[Start of Attachment]
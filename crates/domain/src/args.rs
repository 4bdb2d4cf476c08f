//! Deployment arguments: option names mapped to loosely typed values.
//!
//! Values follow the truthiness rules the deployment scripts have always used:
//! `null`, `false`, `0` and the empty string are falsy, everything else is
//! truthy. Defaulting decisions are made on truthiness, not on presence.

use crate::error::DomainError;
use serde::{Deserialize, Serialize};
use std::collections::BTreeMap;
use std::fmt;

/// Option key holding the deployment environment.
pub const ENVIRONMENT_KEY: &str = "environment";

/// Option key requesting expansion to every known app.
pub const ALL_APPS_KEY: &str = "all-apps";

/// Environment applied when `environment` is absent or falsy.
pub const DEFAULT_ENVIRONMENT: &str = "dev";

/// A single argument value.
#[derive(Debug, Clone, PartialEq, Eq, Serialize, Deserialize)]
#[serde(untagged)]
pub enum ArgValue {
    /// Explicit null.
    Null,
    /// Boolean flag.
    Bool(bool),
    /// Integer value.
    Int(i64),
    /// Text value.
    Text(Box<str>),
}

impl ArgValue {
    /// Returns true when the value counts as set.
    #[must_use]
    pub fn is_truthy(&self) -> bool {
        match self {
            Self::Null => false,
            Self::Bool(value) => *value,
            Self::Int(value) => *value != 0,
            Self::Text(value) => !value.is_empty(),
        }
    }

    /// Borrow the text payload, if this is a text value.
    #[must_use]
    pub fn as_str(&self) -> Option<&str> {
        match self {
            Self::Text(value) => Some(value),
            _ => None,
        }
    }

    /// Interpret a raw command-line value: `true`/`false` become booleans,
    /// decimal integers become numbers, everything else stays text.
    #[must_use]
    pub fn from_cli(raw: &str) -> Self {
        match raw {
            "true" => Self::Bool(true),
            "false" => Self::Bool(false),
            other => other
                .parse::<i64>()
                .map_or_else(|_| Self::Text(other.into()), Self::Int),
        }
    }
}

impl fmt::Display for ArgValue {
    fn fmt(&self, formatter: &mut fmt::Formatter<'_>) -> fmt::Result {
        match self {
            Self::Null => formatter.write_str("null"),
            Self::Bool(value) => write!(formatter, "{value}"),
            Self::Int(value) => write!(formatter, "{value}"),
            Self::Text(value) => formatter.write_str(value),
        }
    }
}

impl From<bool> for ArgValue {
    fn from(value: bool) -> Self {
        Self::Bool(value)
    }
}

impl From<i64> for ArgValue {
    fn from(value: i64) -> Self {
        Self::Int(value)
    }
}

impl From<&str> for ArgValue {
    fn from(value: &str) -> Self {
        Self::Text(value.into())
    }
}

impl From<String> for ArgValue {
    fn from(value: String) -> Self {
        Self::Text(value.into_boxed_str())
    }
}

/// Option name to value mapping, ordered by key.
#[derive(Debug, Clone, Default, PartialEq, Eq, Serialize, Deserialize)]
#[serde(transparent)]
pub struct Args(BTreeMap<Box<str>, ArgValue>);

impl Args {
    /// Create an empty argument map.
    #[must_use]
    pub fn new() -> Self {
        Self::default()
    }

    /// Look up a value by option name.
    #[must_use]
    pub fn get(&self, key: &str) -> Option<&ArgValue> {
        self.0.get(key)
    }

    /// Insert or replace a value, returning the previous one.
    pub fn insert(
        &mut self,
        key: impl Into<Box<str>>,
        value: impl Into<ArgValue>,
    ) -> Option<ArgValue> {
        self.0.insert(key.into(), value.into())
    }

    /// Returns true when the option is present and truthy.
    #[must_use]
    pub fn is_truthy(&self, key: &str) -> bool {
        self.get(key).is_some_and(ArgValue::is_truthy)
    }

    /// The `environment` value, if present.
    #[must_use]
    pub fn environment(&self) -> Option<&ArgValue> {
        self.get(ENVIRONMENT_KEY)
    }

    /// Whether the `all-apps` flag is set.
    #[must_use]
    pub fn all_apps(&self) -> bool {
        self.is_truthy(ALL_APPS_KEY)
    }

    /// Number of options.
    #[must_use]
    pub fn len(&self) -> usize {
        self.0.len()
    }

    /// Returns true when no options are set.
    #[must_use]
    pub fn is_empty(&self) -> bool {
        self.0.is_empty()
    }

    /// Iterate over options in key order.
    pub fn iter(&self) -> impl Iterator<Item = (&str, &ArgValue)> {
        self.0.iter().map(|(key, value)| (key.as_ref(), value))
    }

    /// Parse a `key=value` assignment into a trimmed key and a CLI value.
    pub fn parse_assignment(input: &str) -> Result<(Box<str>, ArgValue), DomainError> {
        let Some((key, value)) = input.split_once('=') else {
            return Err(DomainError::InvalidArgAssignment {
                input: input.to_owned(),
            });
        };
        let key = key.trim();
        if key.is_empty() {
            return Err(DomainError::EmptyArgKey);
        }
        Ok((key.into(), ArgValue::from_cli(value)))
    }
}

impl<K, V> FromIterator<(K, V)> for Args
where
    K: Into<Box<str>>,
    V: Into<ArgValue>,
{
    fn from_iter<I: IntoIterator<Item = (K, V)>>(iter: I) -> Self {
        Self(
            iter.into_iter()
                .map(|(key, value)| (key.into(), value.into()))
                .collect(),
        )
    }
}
[End of Attachment]
[Start of Attachment]
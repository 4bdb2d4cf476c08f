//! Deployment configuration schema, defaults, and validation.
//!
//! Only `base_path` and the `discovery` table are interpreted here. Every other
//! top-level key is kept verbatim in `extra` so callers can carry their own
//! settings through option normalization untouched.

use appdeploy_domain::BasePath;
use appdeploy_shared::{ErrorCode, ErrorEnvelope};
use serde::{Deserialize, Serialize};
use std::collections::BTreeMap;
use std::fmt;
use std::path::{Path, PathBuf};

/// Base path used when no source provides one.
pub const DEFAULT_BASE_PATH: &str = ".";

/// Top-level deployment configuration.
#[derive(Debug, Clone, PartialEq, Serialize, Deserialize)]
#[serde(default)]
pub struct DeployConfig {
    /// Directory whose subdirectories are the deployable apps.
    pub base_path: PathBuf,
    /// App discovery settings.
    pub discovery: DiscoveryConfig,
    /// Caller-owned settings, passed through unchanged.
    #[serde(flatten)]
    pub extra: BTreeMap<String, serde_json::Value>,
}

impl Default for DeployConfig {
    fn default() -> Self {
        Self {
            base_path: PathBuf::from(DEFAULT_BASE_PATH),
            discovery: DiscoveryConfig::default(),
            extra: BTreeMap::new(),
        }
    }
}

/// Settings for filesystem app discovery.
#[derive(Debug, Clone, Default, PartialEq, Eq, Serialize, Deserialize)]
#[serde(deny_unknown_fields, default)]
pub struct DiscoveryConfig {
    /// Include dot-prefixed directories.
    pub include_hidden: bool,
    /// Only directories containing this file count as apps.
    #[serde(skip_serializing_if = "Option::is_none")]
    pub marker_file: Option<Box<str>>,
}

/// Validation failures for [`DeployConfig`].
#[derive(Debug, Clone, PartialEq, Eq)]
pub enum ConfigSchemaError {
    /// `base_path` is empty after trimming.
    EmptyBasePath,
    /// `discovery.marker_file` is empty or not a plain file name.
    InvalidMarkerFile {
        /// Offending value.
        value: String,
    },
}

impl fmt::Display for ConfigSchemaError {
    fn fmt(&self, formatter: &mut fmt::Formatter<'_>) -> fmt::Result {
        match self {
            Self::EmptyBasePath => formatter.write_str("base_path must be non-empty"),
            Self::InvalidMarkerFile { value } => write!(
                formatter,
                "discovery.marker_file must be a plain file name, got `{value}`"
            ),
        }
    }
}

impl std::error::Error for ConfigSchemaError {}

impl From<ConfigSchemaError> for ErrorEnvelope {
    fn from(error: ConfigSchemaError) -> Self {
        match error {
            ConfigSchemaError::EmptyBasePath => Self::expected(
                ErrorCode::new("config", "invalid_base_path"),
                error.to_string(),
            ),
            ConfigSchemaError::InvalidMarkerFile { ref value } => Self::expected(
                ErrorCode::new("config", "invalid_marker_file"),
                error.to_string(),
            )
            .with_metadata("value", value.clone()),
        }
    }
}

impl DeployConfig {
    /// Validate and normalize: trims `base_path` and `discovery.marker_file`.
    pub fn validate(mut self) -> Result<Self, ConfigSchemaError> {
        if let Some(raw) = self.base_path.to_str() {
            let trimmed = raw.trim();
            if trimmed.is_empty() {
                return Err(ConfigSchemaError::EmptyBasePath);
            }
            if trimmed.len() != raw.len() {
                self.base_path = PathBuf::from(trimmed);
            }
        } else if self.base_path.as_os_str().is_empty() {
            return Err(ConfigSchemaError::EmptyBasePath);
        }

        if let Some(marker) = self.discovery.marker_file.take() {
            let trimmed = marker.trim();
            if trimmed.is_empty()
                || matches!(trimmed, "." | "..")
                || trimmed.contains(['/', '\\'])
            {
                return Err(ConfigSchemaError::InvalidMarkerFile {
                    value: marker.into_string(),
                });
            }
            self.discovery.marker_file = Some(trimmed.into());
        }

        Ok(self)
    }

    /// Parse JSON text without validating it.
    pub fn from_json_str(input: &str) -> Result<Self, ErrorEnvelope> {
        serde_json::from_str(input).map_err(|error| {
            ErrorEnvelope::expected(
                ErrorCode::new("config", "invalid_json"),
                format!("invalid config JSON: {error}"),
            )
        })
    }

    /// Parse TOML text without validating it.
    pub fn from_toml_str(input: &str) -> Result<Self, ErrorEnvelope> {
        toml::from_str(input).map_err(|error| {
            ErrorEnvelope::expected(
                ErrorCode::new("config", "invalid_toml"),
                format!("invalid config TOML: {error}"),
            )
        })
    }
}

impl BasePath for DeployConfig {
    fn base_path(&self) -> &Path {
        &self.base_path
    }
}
[End of Attachment]
[Start of Attachment]
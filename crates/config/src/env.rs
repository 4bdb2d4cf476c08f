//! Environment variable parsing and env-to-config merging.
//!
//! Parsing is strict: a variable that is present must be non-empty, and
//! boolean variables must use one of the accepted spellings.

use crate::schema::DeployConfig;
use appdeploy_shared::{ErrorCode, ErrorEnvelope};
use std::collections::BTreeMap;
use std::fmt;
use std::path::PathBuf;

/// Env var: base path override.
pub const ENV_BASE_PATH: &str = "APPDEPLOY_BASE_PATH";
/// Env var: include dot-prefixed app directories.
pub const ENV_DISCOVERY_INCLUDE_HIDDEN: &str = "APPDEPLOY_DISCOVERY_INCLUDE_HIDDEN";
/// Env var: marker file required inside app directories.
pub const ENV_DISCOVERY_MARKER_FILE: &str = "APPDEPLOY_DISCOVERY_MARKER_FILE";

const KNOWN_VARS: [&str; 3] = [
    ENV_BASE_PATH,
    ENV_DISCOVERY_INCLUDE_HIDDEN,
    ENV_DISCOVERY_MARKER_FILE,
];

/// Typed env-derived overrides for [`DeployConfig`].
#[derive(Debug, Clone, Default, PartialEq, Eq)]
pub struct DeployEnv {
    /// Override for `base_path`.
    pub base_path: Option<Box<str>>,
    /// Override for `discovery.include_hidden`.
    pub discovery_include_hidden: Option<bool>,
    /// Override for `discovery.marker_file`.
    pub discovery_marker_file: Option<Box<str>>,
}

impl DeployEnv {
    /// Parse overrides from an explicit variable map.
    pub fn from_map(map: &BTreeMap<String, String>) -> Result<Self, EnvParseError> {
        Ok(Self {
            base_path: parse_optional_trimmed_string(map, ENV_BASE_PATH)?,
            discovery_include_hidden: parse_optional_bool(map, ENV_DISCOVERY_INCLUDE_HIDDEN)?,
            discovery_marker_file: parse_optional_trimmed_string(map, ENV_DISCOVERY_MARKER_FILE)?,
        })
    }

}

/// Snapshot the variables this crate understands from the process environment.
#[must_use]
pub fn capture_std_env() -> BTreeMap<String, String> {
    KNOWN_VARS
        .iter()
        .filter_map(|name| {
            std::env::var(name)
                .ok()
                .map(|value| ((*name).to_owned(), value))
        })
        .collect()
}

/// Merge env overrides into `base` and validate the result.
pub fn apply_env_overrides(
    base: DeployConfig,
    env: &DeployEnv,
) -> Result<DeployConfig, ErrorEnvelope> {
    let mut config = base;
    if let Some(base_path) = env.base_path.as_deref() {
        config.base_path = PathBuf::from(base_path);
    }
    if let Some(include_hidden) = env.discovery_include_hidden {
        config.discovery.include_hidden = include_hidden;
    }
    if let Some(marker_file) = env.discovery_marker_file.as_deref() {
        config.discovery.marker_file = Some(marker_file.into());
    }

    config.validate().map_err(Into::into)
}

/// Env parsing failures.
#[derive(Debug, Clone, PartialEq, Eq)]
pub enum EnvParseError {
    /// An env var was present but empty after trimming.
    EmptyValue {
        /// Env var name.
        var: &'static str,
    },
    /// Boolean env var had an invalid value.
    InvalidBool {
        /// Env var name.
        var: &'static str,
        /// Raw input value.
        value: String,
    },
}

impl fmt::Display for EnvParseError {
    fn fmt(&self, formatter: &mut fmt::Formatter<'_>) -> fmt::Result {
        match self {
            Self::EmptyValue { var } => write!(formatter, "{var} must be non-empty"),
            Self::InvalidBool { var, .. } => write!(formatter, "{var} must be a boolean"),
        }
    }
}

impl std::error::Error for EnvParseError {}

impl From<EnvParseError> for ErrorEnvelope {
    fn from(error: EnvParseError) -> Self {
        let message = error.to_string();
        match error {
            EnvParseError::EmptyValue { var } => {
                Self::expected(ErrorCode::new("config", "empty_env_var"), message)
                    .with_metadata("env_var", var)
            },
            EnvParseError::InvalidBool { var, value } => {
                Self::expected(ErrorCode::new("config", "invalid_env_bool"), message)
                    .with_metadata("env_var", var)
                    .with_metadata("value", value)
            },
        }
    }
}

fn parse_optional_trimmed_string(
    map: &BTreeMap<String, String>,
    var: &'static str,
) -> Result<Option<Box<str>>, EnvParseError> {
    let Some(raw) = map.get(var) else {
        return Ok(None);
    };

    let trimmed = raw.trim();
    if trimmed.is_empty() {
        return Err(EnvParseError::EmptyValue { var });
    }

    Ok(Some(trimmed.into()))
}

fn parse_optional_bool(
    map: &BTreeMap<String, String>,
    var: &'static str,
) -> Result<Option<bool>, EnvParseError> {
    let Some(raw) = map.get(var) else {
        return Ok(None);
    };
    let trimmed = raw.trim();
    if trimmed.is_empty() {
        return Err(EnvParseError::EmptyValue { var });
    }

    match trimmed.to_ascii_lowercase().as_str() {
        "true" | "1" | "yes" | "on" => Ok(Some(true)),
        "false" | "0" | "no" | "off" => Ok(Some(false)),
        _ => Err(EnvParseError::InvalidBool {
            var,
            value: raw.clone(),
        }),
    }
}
[End of Attachment]
[YOUR INSTRUCTIONS] Please copy the lines above from the line with "fn from(value: &str)" up to and including the line with "ordered by key.", exactly as written and with nothing else.

[TASK OUTPUT]
    fn from(value: &str) -> Self {
        Self::Text(value.into())
    }
}

impl From<String> for ArgValue {
    fn from(value: String) -> Self {
        Self::Text(value.into_boxed_str())
    }
}

/// Option name to value mapping, ordered by key.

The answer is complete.